#[cfg(test)]
mod tests {
    use super::*;
    use crate::domain::error::DatasetKind;
    use crate::domain::series::{BenchmarkPoint, DailyReturn};
    use crate::domain::signal::SignalMode;
    use chrono::NaiveDate;
    use std::collections::HashMap;

    struct MemoryData {
        prices: HashMap<String, Vec<PricePoint>>,
        logs: HashMap<String, Vec<OscillatorPoint>>,
    }

    impl DataPort for MemoryData {
        fn fetch_prices(&self, ticker: &str) -> Result<Vec<PricePoint>, SlopeFilterError> {
            self.prices.get(ticker).cloned().ok_or(SlopeFilterError::NotFound {
                kind: DatasetKind::Ticker,
                name: ticker.to_string(),
            })
        }

        fn fetch_oscillator(&self, branch: &str) -> Result<Vec<OscillatorPoint>, SlopeFilterError> {
            self.logs.get(branch).cloned().ok_or(SlopeFilterError::NotFound {
                kind: DatasetKind::TradeLog,
                name: branch.to_string(),
            })
        }

        fn fetch_daily_returns(&self, dataset: &str) -> Result<Vec<DailyReturn>, SlopeFilterError> {
            Err(SlopeFilterError::NotFound {
                kind: DatasetKind::Returns,
                name: dataset.to_string(),
            })
        }

        fn fetch_benchmark(&self, dataset: &str) -> Result<Vec<BenchmarkPoint>, SlopeFilterError> {
            Err(SlopeFilterError::NotFound {
                kind: DatasetKind::Benchmark,
                name: dataset.to_string(),
            })
        }

        fn list_tickers(&self) -> Result<Vec<String>, SlopeFilterError> {
            Ok(self.prices.keys().cloned().collect())
        }

        fn list_branches(&self) -> Result<Vec<String>, SlopeFilterError> {
            Ok(self.logs.keys().cloned().collect())
        }
    }

    fn day(i: usize) -> NaiveDate {
        NaiveDate::from_ymd_opt(2024, 1, 1).unwrap() + chrono::Duration::days(i as i64)
    }

    const PEAK: [f64; 14] = [
        100.0, 102.0, 104.0, 106.0, 108.0, 110.0, 112.0, 114.0, 110.0, 108.0, 106.0, 104.0, 102.0,
        100.0,
    ];

    fn price_series(closes: &[f64]) -> Vec<PricePoint> {
        closes
            .iter()
            .enumerate()
            .map(|(i, &close)| PricePoint {
                date: day(i),
                open: close,
                high: close,
                low: close,
                close,
                volume: 1000,
            })
            .collect()
    }

    fn log_active_at(n: usize, at: usize) -> Vec<OscillatorPoint> {
        (0..n)
            .map(|i| OscillatorPoint {
                date: day(i),
                active: i == at,
                value: None,
            })
            .collect()
    }

    fn params() -> SignalParams {
        SignalParams {
            slope_window: 5,
            pos_threshold: 0.0,
            neg_threshold: 0.0,
            mode: SignalMode::Both,
        }
    }

    fn fixture() -> MemoryData {
        let mut prices = HashMap::new();
        prices.insert("AAPL".to_string(), price_series(&PEAK));
        let falling: Vec<f64> = (0..14).map(|i| 130.0 - 2.0 * i as f64).collect();
        prices.insert("MSFT".to_string(), price_series(&falling));

        let mut logs = HashMap::new();
        logs.insert("14D_RSI_AAPL_LT30_daily_trade_log".to_string(), log_active_at(14, 5));
        logs.insert("14D_RSI_MSFT_LT30_daily_trade_log".to_string(), log_active_at(14, 5));
        logs.insert("14D_RSI_TSLA_LT30_daily_trade_log".to_string(), log_active_at(14, 5));
        logs.insert("bogus_log".to_string(), log_active_at(14, 5));
        MemoryData { prices, logs }
    }

    #[test]
    fn analyze_branch_produces_trade_and_metrics() {
        let data = fixture();
        let analysis =
            analyze_branch(&data, "14D_RSI_AAPL_LT30_daily_trade_log", &params(), 0.02).unwrap();

        assert_eq!(analysis.ticker, "AAPL");
        assert_eq!(analysis.signals.trades.len(), 1);
        let metrics = analysis.metrics.unwrap();
        assert_eq!(metrics.num_trades, 1);
        // entry at close 110, exit at close 108
        assert!((metrics.total_return - (-2.0 / 110.0 * 100.0)).abs() < 1e-9);
        assert_eq!(analysis.yearly.len(), 1);
        assert_eq!(analysis.yearly[0].year, 2024);
    }

    #[test]
    fn analyze_branch_rejects_unconventional_name() {
        let data = fixture();
        let err = analyze_branch(&data, "bogus_log", &params(), 0.02).unwrap_err();
        assert!(matches!(err, SlopeFilterError::InvalidBranch { .. }));
    }

    #[test]
    fn analyze_branch_missing_prices_is_not_found() {
        let data = fixture();
        let err =
            analyze_branch(&data, "14D_RSI_TSLA_LT30_daily_trade_log", &params(), 0.02).unwrap_err();
        assert!(err.is_not_found());
    }

    #[test]
    fn analyzer_reuses_cached_evaluation() {
        let data = fixture();
        let analyzer = Analyzer::new(&data, 4, 0.02);
        let branch = "14D_RSI_AAPL_LT30_daily_trade_log";

        let first = analyzer.analyze(branch, &params()).unwrap();
        let second = analyzer.analyze(branch, &params()).unwrap();

        assert_eq!(first, second);
        let stats = analyzer.cache().stats();
        assert_eq!(stats.misses, 1);
        assert_eq!(stats.hits, 1);
        assert_eq!(stats.entries, 1);
    }

    #[test]
    fn analyzer_cache_separates_params() {
        let data = fixture();
        let analyzer = Analyzer::new(&data, 4, 0.02);
        let branch = "14D_RSI_AAPL_LT30_daily_trade_log";

        analyzer.analyze(branch, &params()).unwrap();
        let slope_only = SignalParams {
            mode: SignalMode::SlopeOnly,
            ..params()
        };
        analyzer.analyze(branch, &slope_only).unwrap();
        assert_eq!(analyzer.cache().len(), 2);
    }

    #[test]
    fn overview_skips_failures_and_empty_branches() {
        let data = fixture();
        let mut branches = data.list_branches().unwrap();
        branches.sort();

        let rows = run_overview(&data, &branches, &params(), 0.02, 2).unwrap();

        assert_eq!(rows.len(), 1);
        assert_eq!(rows[0].ticker, "AAPL");
        assert_eq!(rows[0].trades, 1);
        assert_eq!(rows[0].period, "2024-01-06 to 2024-01-10");
    }

    #[test]
    fn overview_advances_progress_for_every_branch() {
        let data = fixture();
        let mut branches = data.list_branches().unwrap();
        branches.sort();
        let progress = ProgressBar::hidden();

        let rows = Analyzer::new(&data, 0, 0.02)
            .overview_with_progress(&branches, &params(), 2, &progress)
            .unwrap();

        // Skipped branches still count as done.
        assert_eq!(progress.position(), branches.len() as u64);
        assert!(rows.len() < branches.len());
    }

    #[test]
    fn overview_cagr_uses_trade_span() {
        let data = fixture();
        let branches = vec!["14D_RSI_AAPL_LT30_daily_trade_log".to_string()];
        let rows = run_overview(&data, &branches, &params(), 0.02, 1).unwrap();

        let row = &rows[0];
        let expected = compute_cagr(row.return_pct, 4.0 / 365.25);
        assert!((row.cagr - expected).abs() < 1e-9);
    }

    #[test]
    fn overview_sorted_by_return_desc() {
        let mut rows = vec![
            BranchOverview {
                ticker: "A".into(),
                branch: "a".into(),
                period: String::new(),
                return_pct: 1.0,
                cagr: 0.0,
                win_rate: 0.0,
                max_drawdown: 0.0,
                trades: 1,
                sharpe: 0.0,
                time_in_market: 0.0,
            },
            BranchOverview {
                ticker: "B".into(),
                branch: "b".into(),
                period: String::new(),
                return_pct: 5.0,
                cagr: 0.0,
                win_rate: 0.0,
                max_drawdown: 0.0,
                trades: 1,
                sharpe: 0.0,
                time_in_market: 0.0,
            },
        ];
        sort_by_return_desc(&mut rows);
        assert_eq!(rows[0].branch, "b");
        assert_eq!(rows[1].branch, "a");
    }
}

● Instructions for the task: Count each line of the material that includes "PricePoint", and reply with only the count.

● Task output: 4